Show all lines containing "Mutex" from the data below.

================================

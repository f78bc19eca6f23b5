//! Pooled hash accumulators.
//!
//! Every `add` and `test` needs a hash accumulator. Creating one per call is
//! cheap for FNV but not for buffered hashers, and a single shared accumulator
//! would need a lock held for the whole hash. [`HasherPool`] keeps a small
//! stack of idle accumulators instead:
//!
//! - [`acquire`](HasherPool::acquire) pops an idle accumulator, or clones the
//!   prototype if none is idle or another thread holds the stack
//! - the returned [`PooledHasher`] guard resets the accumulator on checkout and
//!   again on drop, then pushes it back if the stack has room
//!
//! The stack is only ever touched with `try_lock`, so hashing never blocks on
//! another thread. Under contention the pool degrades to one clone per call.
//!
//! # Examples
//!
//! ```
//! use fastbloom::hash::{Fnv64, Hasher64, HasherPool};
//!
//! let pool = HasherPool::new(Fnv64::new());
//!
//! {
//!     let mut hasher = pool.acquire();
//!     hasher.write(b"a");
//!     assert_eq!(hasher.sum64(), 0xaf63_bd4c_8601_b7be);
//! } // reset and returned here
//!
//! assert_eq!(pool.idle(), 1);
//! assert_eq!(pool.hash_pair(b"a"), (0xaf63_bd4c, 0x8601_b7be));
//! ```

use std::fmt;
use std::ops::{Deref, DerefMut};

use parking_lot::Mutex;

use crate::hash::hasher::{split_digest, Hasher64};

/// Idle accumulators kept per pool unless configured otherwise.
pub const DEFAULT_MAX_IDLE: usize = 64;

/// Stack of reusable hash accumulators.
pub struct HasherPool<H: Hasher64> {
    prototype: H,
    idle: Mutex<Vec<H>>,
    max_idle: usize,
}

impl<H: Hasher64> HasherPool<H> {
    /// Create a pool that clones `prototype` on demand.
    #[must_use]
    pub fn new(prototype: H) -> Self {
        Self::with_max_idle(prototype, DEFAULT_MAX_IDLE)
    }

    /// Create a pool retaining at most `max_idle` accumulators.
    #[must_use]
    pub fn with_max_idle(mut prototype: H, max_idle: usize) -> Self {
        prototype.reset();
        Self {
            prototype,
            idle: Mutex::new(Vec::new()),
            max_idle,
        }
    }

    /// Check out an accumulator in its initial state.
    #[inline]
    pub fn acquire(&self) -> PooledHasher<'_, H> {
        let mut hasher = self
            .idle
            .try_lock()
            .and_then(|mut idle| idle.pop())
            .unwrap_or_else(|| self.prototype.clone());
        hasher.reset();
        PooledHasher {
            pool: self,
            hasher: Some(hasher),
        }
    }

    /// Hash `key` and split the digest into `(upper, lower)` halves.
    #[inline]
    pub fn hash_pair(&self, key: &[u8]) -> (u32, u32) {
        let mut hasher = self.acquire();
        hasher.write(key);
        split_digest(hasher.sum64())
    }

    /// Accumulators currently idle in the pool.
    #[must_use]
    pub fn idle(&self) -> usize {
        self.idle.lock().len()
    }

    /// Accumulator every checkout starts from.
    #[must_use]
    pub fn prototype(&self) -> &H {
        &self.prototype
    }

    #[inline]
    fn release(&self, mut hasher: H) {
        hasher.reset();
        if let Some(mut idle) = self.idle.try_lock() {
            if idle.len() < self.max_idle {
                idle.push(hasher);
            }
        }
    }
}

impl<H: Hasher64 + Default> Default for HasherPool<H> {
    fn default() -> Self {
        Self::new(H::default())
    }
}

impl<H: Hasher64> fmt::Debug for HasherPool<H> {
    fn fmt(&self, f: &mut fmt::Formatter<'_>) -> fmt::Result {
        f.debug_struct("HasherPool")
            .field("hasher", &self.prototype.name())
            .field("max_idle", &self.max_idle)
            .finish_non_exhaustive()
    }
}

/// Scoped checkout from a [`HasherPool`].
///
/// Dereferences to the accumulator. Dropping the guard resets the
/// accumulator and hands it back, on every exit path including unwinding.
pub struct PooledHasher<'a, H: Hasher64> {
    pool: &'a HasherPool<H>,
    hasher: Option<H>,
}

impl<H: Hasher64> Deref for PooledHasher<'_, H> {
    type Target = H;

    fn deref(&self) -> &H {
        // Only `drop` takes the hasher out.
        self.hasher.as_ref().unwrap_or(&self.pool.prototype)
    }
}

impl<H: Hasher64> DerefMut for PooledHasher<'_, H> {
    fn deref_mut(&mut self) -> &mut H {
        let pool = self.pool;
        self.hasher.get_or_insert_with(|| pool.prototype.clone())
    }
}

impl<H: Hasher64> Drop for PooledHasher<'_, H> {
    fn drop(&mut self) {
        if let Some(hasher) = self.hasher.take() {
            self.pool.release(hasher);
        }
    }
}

================================

**Result for this task**.
use parking_lot::Mutex;
    idle: Mutex<Vec<H>>,
            idle: Mutex::new(Vec::new()),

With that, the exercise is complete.